Sabbath, Sunday and Discovering the Weekend
By Rodney L. Petersen
Executive Director, Boston Theological Institute
A poll conducted several years ago by the Gallup Organization showed that seventy-nine percent of Americans preferred Sunday to all other days of the week. It is true; this had little to do with Puritan conceptions of Sabbath practice. Many liked Sunday because it is a day to hibernate, become absorbed in a favorite pastime, do a crossword puzzle, watch a football game – or take that additional job to help pay the bills.
Many different groups, including the Massachusetts Council of Churches, might wish it were otherwise. In the face of an individualized and commercialized Sunday, observing diminishing Sunday church attendance seems like watching pools of water evaporate on a hot summer day. Nevertheless, consider some of the things that are enhanced and strengthened by regular public corporate worship on a conventional Sunday.
An understanding of individual and social health, which Christians refer to in its deepest sense as salvation, is strengthened. A recent issue of The Atlantic (July/August 2009) featured articles on “How to Fix the World” – and we must, whether we take our cue from the Hebrew prophets, the Eightfold path of Buddhism or some other more secular source. Jesus talked about the in-breaking of the Kingdom of God – and early churches began the practice of meeting regularly on the day of Jesus’ resurrection to celebrate this. An advantage to this continuing practice is that it gives strength to change ourselves and the world, but acknowledges a greater vision and grace toward its accomplishment – something affirmed by mystics, theologians and politicians through the ages. An added value of the visible and physical practice of Sunday worship as families is that we pass along the vision of faith and hope to the next generation.

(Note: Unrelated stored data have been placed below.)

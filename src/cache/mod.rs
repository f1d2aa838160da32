//! Response cache with TTL.
//!
//! ```text
//!   Gateway ──get/set──▶ TieredCache
//!                          │  fast tier first
//!                          ▼
//!                       MemoryCache  (bounded, per process)
//!                          │  miss
//!                          ▼
//!                       SqliteCache  (durable, shared across processes)
//! ```
//!
//! An entry is served strictly while `now - stored_at < ttl`. Expired entries
//! read as missing and are evicted lazily or by [`run_cache_sweeper`].

mod memory;
mod sqlite;
mod tiered;

pub use memory::MemoryCache;
pub use sqlite::SqliteCache;
pub use tiered::TieredCache;

use anyhow::Result;
use async_trait::async_trait;
use serde_json::Value;
use std::collections::BTreeMap;
use std::fmt;
use std::sync::Arc;
use std::time::Duration;

/// A logical upstream query: endpoint name plus parameters.
///
/// Parameters live in a sorted map, so insertion order never changes the key.
#[derive(Debug, Clone, PartialEq, Eq)]
pub struct LogicalKey {
    endpoint: String,
    params: BTreeMap<String, String>,
}

impl LogicalKey {
    pub fn new(endpoint: impl Into<String>) -> Self {
        Self {
            endpoint: endpoint.into(),
            params: BTreeMap::new(),
        }
    }

    pub fn param(mut self, name: impl Into<String>, value: impl ToString) -> Self {
        self.params.insert(name.into(), value.to_string());
        self
    }

    pub fn endpoint(&self) -> &str {
        &self.endpoint
    }
}

/// Fully qualified cache key for one subject's logical query.
///
/// Rendered as `subject:endpoint:k=v&k=v` with every component
/// percent-encoded, so separators inside a component cannot make two
/// distinct queries collide.
#[derive(Debug, Clone, PartialEq, Eq, Hash)]
pub struct CacheKey {
    subject: String,
    rendered: String,
}

impl CacheKey {
    pub fn new(subject: &str, logical: &LogicalKey) -> Self {
        let params = logical
            .params
            .iter()
            .map(|(k, v)| format!("{}={}", urlencoding::encode(k), urlencoding::encode(v)))
            .collect::<Vec<_>>()
            .join("&");

        Self {
            subject: subject.to_string(),
            rendered: format!(
                "{}:{}:{}",
                urlencoding::encode(subject),
                urlencoding::encode(&logical.endpoint),
                params
            ),
        }
    }

    pub fn subject(&self) -> &str {
        &self.subject
    }

    pub fn as_str(&self) -> &str {
        &self.rendered
    }
}

impl fmt::Display for CacheKey {
    fn fmt(&self, f: &mut fmt::Formatter<'_>) -> fmt::Result {
        f.write_str(&self.rendered)
    }
}

/// A cache hit and how long ago it was stored.
#[derive(Debug, Clone, PartialEq)]
pub struct CacheHit {
    pub value: Value,
    pub age: Duration,
}

/// Key → JSON payload store with a TTL.
#[async_trait]
pub trait ResponseCache: Send + Sync {
    /// Live entry for `key`; expired entries are reported as missing.
    async fn get(&self, key: &CacheKey) -> Result<Option<CacheHit>>;

    /// Unconditional upsert with `stored_at = now`.
    async fn set(&self, key: &CacheKey, value: Value) -> Result<()>;

    /// Upsert an entry that is already `age` old. Used when one tier fills
    /// another so the copy does not outlive the original.
    async fn backfill(&self, key: &CacheKey, value: Value, age: Duration) -> Result<()> {
        let _ = age;
        self.set(key, value).await
    }

    async fn invalidate(&self, key: &CacheKey) -> Result<()>;

    /// Drop every entry belonging to `subject`. Returns the number removed.
    async fn invalidate_subject(&self, subject: &str) -> Result<usize>;

    /// Evict expired entries. Returns the number removed.
    async fn sweep_expired(&self) -> Result<usize>;
}

/// Background task that evicts expired entries every `interval`.
pub async fn run_cache_sweeper(cache: Arc<dyn ResponseCache>, interval: Duration) {
    let mut ticker = tokio::time::interval(interval);

    loop {
        ticker.tick().await;
        match cache.sweep_expired().await {
            Ok(0) => {}
            Ok(removed) => tracing::debug!(removed, "Swept expired cache entries"),
            Err(e) => tracing::warn!(error = %e, "Cache sweep failed"),
        }
    }
}

#[cfg(test)]
mod tests {
    use super::*;

    #[test]
    fn test_param_order_does_not_matter() {
        let a = LogicalKey::new("videos").param("maxResults", 10).param("order", "date");
        let b = LogicalKey::new("videos").param("order", "date").param("maxResults", 10);
        assert_eq!(CacheKey::new("u1", &a), CacheKey::new("u1", &b));
    }

    #[test]
    fn test_subjects_and_queries_do_not_collide() {
        let videos = LogicalKey::new("videos");
        assert_ne!(CacheKey::new("u1", &videos), CacheKey::new("u2", &videos));
        assert_ne!(
            CacheKey::new("u1", &videos),
            CacheKey::new("u1", &LogicalKey::new("channel"))
        );
        assert_ne!(
            CacheKey::new("u1", &videos.clone().param("max", 5)),
            CacheKey::new("u1", &videos.param("max", 50))
        );
    }

    #[test]
    fn test_separators_inside_components_are_escaped() {
        // "a:b" + "c" must not equal "a" + "b:c"
        let left = CacheKey::new("a:b", &LogicalKey::new("c"));
        let right = CacheKey::new("a", &LogicalKey::new("b:c"));
        assert_ne!(left, right);

        let left = CacheKey::new("u", &LogicalKey::new("e").param("k", "1&j=2"));
        let right = CacheKey::new("u", &LogicalKey::new("e").param("k", "1").param("j", "2"));
        assert_ne!(left, right);
    }

    #[test]
    fn test_rendered_form() {
        let key = CacheKey::new("user 1", &LogicalKey::new("analytics").param("end", "2024-01-31").param("start", "2024-01-01"));
        assert_eq!(key.as_str(), "user%201:analytics:end=2024-01-31&start=2024-01-01");
        assert_eq!(key.subject(), "user 1");
    }
}
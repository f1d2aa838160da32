// HTTP surface: OAuth connect routes and the error mapping shared by
// consumers' route handlers.

pub mod oauth;
mod subject;

pub use oauth::{create_oauth_router, OAuthAppState};
pub use subject::{extract_subject, SubjectError, SUBJECT_HEADER};

use crate::error::{ErrorKind, GatewayError};
use axum::{
    http::{header, HeaderValue, StatusCode},
    response::{IntoResponse, Json, Response},
};
use serde::Serialize;
use tracing::error;

/// Seconds a client is told to wait after a local rate-limit rejection.
const RATE_LIMIT_RETRY_AFTER_SECS: &str = "60";

/// Upstream quotas reset on a daily boundary; an hour is a polite floor.
const QUOTA_RETRY_AFTER_SECS: &str = "3600";

/// Error response
#[derive(Serialize)]
struct ErrorResponse {
    error: String,
    #[serde(skip_serializing_if = "Option::is_none")]
    kind: Option<ErrorKind>,
}

/// Errors returned by route handlers.
#[derive(Debug)]
pub enum ApiError {
    BadRequest(String),
    Unauthorized(String),
    BadGateway(String),
    ServerError(String),
    Gateway(GatewayError),
}

impl From<GatewayError> for ApiError {
    fn from(err: GatewayError) -> Self {
        ApiError::Gateway(err)
    }
}

impl From<SubjectError> for ApiError {
    fn from(err: SubjectError) -> Self {
        ApiError::Unauthorized(format!("Invalid subject: {}", err))
    }
}

fn gateway_status(kind: ErrorKind) -> StatusCode {
    match kind {
        ErrorKind::AuthExpired | ErrorKind::Unauthorized => StatusCode::UNAUTHORIZED,
        ErrorKind::QuotaExceeded | ErrorKind::RateLimitTimeout => StatusCode::TOO_MANY_REQUESTS,
        ErrorKind::TransientUpstream | ErrorKind::UpstreamRejected => StatusCode::BAD_GATEWAY,
        ErrorKind::Timeout => StatusCode::GATEWAY_TIMEOUT,
        ErrorKind::Storage | ErrorKind::Config => StatusCode::INTERNAL_SERVER_ERROR,
    }
}

impl IntoResponse for ApiError {
    fn into_response(self) -> Response {
        let (status, error, kind) = match self {
            ApiError::BadRequest(msg) => (StatusCode::BAD_REQUEST, msg, None),
            ApiError::Unauthorized(msg) => (StatusCode::UNAUTHORIZED, msg, None),
            ApiError::BadGateway(msg) => (StatusCode::BAD_GATEWAY, msg, None),
            ApiError::ServerError(msg) => (StatusCode::INTERNAL_SERVER_ERROR, msg, None),
            ApiError::Gateway(err) => {
                let kind = err.kind();
                let status = gateway_status(kind);
                if status.is_server_error() {
                    error!(kind = ?kind, error = %err, "Request failed");
                }
                (status, err.to_string(), Some(kind))
            }
        };

        let mut response = (status, Json(ErrorResponse { error, kind })).into_response();

        let retry_after = match kind {
            Some(ErrorKind::RateLimitTimeout) => Some(RATE_LIMIT_RETRY_AFTER_SECS),
            Some(ErrorKind::QuotaExceeded) => Some(QUOTA_RETRY_AFTER_SECS),
            _ => None,
        };
        if let Some(secs) = retry_after {
            response
                .headers_mut()
                .insert(header::RETRY_AFTER, HeaderValue::from_static(secs));
        }

        response
    }
}

#[cfg(test)]
mod tests {
    use super::*;
    use std::time::Duration;

    #[test]
    fn test_gateway_error_status_mapping() {
        let cases = [
            (GatewayError::auth_expired("u1"), StatusCode::UNAUTHORIZED),
            (
                GatewayError::QuotaExceeded {
                    message: "quotaExceeded".to_string(),
                },
                StatusCode::TOO_MANY_REQUESTS,
            ),
            (GatewayError::transient("reset"), StatusCode::BAD_GATEWAY),
            (
                GatewayError::UpstreamRejected {
                    status: 404,
                    message: "videoNotFound".to_string(),
                },
                StatusCode::BAD_GATEWAY,
            ),
            (GatewayError::Timeout(Duration::from_secs(30)), StatusCode::GATEWAY_TIMEOUT),
            (
                GatewayError::Config("missing key".to_string()),
                StatusCode::INTERNAL_SERVER_ERROR,
            ),
        ];

        for (err, expected) in cases {
            assert_eq!(ApiError::from(err).into_response().status(), expected);
        }
    }

    #[test]
    fn test_rate_limit_response_has_retry_after() {
        let response = ApiError::from(GatewayError::RateLimitTimeout {
            subject: "u1".to_string(),
            waited: Duration::ZERO,
        })
        .into_response();

        assert_eq!(response.status(), StatusCode::TOO_MANY_REQUESTS);
        assert_eq!(response.headers().get(header::RETRY_AFTER).unwrap(), "60");
    }

    #[test]
    fn test_local_errors_have_no_retry_after() {
        let response = ApiError::BadRequest("missing code".to_string()).into_response();
        assert_eq!(response.status(), StatusCode::BAD_REQUEST);
        assert!(response.headers().get(header::RETRY_AFTER).is_none());
    }
}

Corporate public worship is a way of affirming the structural reality of the church. Churches are made up of people like you and me. Regular corporate worship acknowledges the existence of the church as a public institution with its own internal logic, organizational structure and practices. The pastoral function of a church includes consolation and support of persons and the community; it is also to acknowledge its own faults through confession toward restoration. For example, in a society prone to conflict the liturgy might be seen as an antidote to violence. Consider the exchange of peace practiced in most churches, to paraphrase from Matthew 5:23-24: be reconciled to your neighbor before legitimate worship can happen. Christians worship one they call the “prince of peace,” still a figure worth emulating when considering the options. Church norms are taken from the lessons of reconciliation found in the Old Testament and letters and writings that became the New Testament. And the point of the service is the repair the world (Matthew 25:34-46).
The existence of a public and corporate entity in society that draws together in regular public worship reminds us that persons and societies are held to values greater than themselves. This point recognizes the integrity of a prophetic role in society. This is not to say that churches or other religious bodies have always been on the cutting edge of social truth or have the corner on the market of social criticism. It does say that in ministerial preparation and practice these are norms to be emulated and fostered. It acknowledges the importance of such a prophetic voice in the dialectic of debate and controversy. This separate and prophetic role has often been taken up by colleges and universities, but we cannot forget its origin in the vision and practice of religious communities.
To go back to that Gallup poll: My hunch is that if we lose the religious basis for the weekend, long grounded in Jewish and Christian Sabbath practices, we will soon lose the weekend (and the favorite pastimes, crossword puzzles, football games, etc.), something intimated by Karl Barth in the Church Dogmatics (III, pt 4, 53) – and something that is clearly happening under the social and economic pressures of the times. To cite historian Alexis McCrossen, “It may be that the solution lays not simply in refashioning Sunday. Nor does it lay in refashioning Americans…. Rather, it lays in remaking the United States of America so that both its citizens and its Sundays can escape the limitations of selfish individualism and market capitalism.” (See “‘That Sunday Feeling’: Sundays in the United States,” in Sunday, Sabbath and the Weekend; Managing Time in a Global Culture, edited by Edward O’Flaherty, S. J. and Rodney L. Petersen with Timothy Norton [2009]). It lays also in a theological recovery of vision that sees the church as central to and supportive of an innate human impulse to heal and to restore, something Elizabeth Spelman refers to as homo reparans.